Your answer should be the lines below from the one with "dir, 0.0, opts.max_distance)" to the one with "pub fn millis(self)", both included, given again exactly and with nothing added.

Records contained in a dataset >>
- - -

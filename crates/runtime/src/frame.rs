use foundation::time::Time;

/// One render tick.
///
/// Every in-flight animation is sampled against `time`; the tick is the only
/// clock the cubes observe, so a run can be replayed by replaying frames.
#[derive(Debug, Copy, Clone, PartialEq)]
pub struct Frame {
    /// 0-based frame index.
    pub index: u64,
    /// Seconds since the previous frame.
    pub dt_s: f64,
    /// Timeline position at the start of the frame (seconds).
    pub time: Time,
}

impl Frame {
    /// Fixed-rate frame `index` (`time = index * dt_s`).
    pub fn new(index: u64, dt_s: f64) -> Self {
        Self {
            index,
            dt_s,
            time: Time(index as f64 * dt_s),
        }
    }

    pub fn first() -> Self {
        Self {
            index: 0,
            dt_s: 0.0,
            time: Time::ZERO,
        }
    }

    /// Next frame after `dt_s` seconds; negative deltas are treated as zero.
    pub fn advance(self, dt_s: f64) -> Self {
        let dt_s = dt_s.max(0.0);
        Self {
            index: self.index + 1,
            dt_s,
            time: self.time.offset(dt_s),
        }
    }
}

#[cfg(test)]
mod tests {
    use super::Frame;
    use foundation::time::Time;

    #[test]
    fn fixed_rate_time_is_deterministic() {
        let a = Frame::new(10, 1.0 / 60.0);
        let b = Frame::new(10, 1.0 / 60.0);
        assert_eq!(a, b);
        assert_eq!(a.time, Time(10.0 / 60.0));
    }

    #[test]
    fn advance_accumulates_variable_deltas() {
        let f = Frame::first().advance(0.5).advance(0.25);
        assert_eq!(f.index, 2);
        assert_eq!(f.time, Time(0.75));
        assert_eq!(Frame::first().advance(-1.0).time, Time::ZERO);
    }
}
/// Generational handle: `(index, generation)`.
///
/// The index addresses a slot in a struct-of-arrays store; the generation is
/// bumped whenever the slot is recycled so stale handles can be detected.
#[derive(Copy, Clone, Debug, PartialEq, Eq, Hash, PartialOrd, Ord)]
pub struct Handle(u32, u32);

impl Handle {
    pub fn new(index: u32, generation: u32) -> Self {
        Handle(index, generation)
    }

    pub fn index(&self) -> u32 {
        self.0
    }

    pub fn generation(&self) -> u32 {
        self.1
    }
}
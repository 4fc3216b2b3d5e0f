use crate::frame::Frame;

/// A payload stamped with the frame it was emitted in.
#[derive(Debug, Clone, PartialEq)]
pub struct Event<E> {
    pub frame_index: u64,
    pub payload: E,
}

/// Append-only trace of what happened on which frame.
#[derive(Debug)]
pub struct EventBus<E> {
    events: Vec<Event<E>>,
}

impl<E> Default for EventBus<E> {
    fn default() -> Self {
        Self { events: Vec::new() }
    }
}

impl<E> EventBus<E> {
    pub fn new() -> Self {
        Self::default()
    }

    pub fn emit(&mut self, frame: Frame, payload: E) {
        self.events.push(Event {
            frame_index: frame.index,
            payload,
        });
    }

    pub fn events(&self) -> &[Event<E>] {
        &self.events
    }

    pub fn len(&self) -> usize {
        self.events.len()
    }

    pub fn is_empty(&self) -> bool {
        self.events.is_empty()
    }

    pub fn drain(&mut self) -> Vec<Event<E>> {
        std::mem::take(&mut self.events)
    }
}
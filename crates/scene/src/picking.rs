use foundation::bounds::Aabb3;
use foundation::math::Vec3;
use foundation::math::precision::stable_total_cmp_f64;

use crate::World;
use crate::components::Shape;
use crate::entity::EntityId;

#[derive(Debug, Copy, Clone, PartialEq)]
pub struct Ray {
    pub origin: Vec3,
    pub dir: Vec3,
}

impl Ray {
    pub fn new(origin: Vec3, dir: Vec3) -> Self {
        Self { origin, dir }
    }

    pub fn at(&self, t: f64) -> Vec3 {
        self.origin + self.dir.scale(t)
    }
}

#[derive(Debug, Copy, Clone, PartialEq)]
pub struct PickHit {
    pub entity: EntityId,
    pub distance: f64,
    pub point: Vec3,
}

#[derive(Debug, Copy, Clone, PartialEq)]
pub struct PickOptions {
    pub max_distance: f64,
}

impl Default for PickOptions {
    fn default() -> Self {
        Self {
            max_distance: 1.0e30,
        }
    }
}

/// Ray picking over the point entities of one subtree.
///
/// Ordering contract:
/// - The closest hit along the (normalized) ray wins.
/// - Hits at the same distance resolve to the lower `EntityId::index()`.
///
/// Notes:
/// - Only `Shape::Point` entities visible in the hierarchy are candidates.
/// - Each point is tested through the box enclosing its scaled sphere.
/// - Overlay entities are never candidates.
pub fn pick_points(
    world: &World,
    root: EntityId,
    ray: Ray,
    opts: PickOptions,
) -> Option<PickHit> {
    let dir = ray.dir.normalized()?;
    let mut best: Option<(f64, EntityId)> = None;

    for entity in world.descendants(root) {
        let Some(Shape::Point { radius }) = world.shape(entity) else {
            continue;
        };
        if world.overlay(entity).is_some() || !world.is_visible_in_hierarchy(entity) {
            continue;
        }
        let (Some(center), Some(transform)) =
            (world.world_position(entity), world.transform(entity))
        else {
            continue;
        };

        let bounds = Aabb3::around(center, radius * transform.scale);
        let Some(t) = bounds.ray_entry(ray.origin, dir, 0.0, opts.max_distance) else {
            continue;
        };

        best = match best {
            None => Some((t, entity)),
            Some((bt, be)) => {
                let ord =
                    stable_total_cmp_f64(t, bt).then_with(|| entity.index().cmp(&be.index()));
                if ord.is_lt() {
                    Some((t, entity))
                } else {
                    Some((bt, be))
                }
            }
        };
    }

    let (t, entity) = best?;
    Some(PickHit {
        entity,
        distance: t,
        point: Ray::new(ray.origin, dir).at(t),
    })
}
/// Wall-clock instant on the render timeline (seconds).
#[derive(Copy, Clone, Debug, PartialEq, PartialOrd, Default)]
pub struct Time(pub f64);

impl Time {
    pub const ZERO: Time = Time(0.0);

    pub fn from_millis(ms: f64) -> Self {
        Time(ms / 1000.0)
    }

    pub fn seconds(self) -> f64 {
        self.0
    }

    pub fn millis(self) -> f64 {
        self.0 * 1000.0
    }

    /// `self + seconds`.
    pub fn offset(self, seconds: f64) -> Self {
        Time(self.0 + seconds)
    }

    /// Seconds elapsed from `earlier` to `self` (never negative).
    pub fn since(self, earlier: Time) -> f64 {
        (self.0 - earlier.0).max(0.0)
    }
}
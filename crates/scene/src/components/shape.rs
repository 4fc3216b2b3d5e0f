use foundation::math::{Vec2, Vec3};

#[derive(Debug, Copy, Clone, PartialEq, Eq, Hash)]
pub enum ShapeKind {
    Point,
    Line,
    Plane,
    Box,
    Rect,
}

/// Geometry in the entity's local frame.
#[derive(Debug, Copy, Clone, PartialEq)]
pub enum Shape {
    /// Pickable sphere; effective radius is `radius * Transform::scale`.
    Point { radius: f64 },
    /// Segment between two parent-relative endpoints.
    Line { from: Vec3, to: Vec3 },
    /// Square outline lying in the local XZ plane.
    Plane { size: f64 },
    /// Cube outline centered on the local origin.
    Box { size: f64 },
    /// Axis-aligned rectangle in the local XZ plane.
    Rect { min: Vec2, max: Vec2 },
}

impl Shape {
    pub fn kind(&self) -> ShapeKind {
        match self {
            Shape::Point { .. } => ShapeKind::Point,
            Shape::Line { .. } => ShapeKind::Line,
            Shape::Plane { .. } => ShapeKind::Plane,
            Shape::Box { .. } => ShapeKind::Box,
            Shape::Rect { .. } => ShapeKind::Rect,
        }
    }
}
pub mod bounds;
pub mod color;
pub mod handles;
pub mod math;
pub mod time;

// Foundation crate: small, well-tested primitives only.
pub use bounds::*;
pub use color::*;
pub use handles::*;
pub use time::*;
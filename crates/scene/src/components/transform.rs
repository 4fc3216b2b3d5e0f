use foundation::math::Vec3;

/// Parent-relative placement.
///
/// `scale` sizes the entity's own shape; it is not inherited by children.
#[derive(Debug, Copy, Clone, PartialEq)]
pub struct Transform {
    pub position: Vec3,
    pub scale: f64,
}

impl Transform {
    pub fn identity() -> Self {
        Self {
            position: Vec3::ZERO,
            scale: 1.0,
        }
    }

    pub fn translate(position: Vec3) -> Self {
        Self {
            position,
            scale: 1.0,
        }
    }

    pub fn with_scale(mut self, scale: f64) -> Self {
        self.scale = scale;
        self
    }
}

impl Default for Transform {
    fn default() -> Self {
        Self::identity()
    }
}
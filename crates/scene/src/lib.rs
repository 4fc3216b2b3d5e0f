pub mod camera;
pub mod components;
pub mod entity;
pub mod picking;
pub mod world;

pub use world::*;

- - -

PROBLEM SOLUTION >>
        let Some(t) = bounds.ray_entry(ray.origin, dir, 0.0, opts.max_distance) else {
            continue;
        };

        best = match best {
            None => Some((t, entity)),
            Some((bt, be)) => {
                let ord =
                    stable_total_cmp_f64(t, bt).then_with(|| entity.index().cmp(&be.index()));
                if ord.is_lt() {
                    Some((t, entity))
                } else {
                    Some((bt, be))
                }
            }
        };
    }

    let (t, entity) = best?;
    Some(PickHit {
        entity,
        distance: t,
        point: Ray::new(ray.origin, dir).at(t),
    })
}
/// Wall-clock instant on the render timeline (seconds).
#[derive(Copy, Clone, Debug, PartialEq, PartialOrd, Default)]
pub struct Time(pub f64);

impl Time {
    pub const ZERO: Time = Time(0.0);

    pub fn from_millis(ms: f64) -> Self {
        Time(ms / 1000.0)
    }

    pub fn seconds(self) -> f64 {
        self.0
    }

    pub fn millis(self) -> f64 {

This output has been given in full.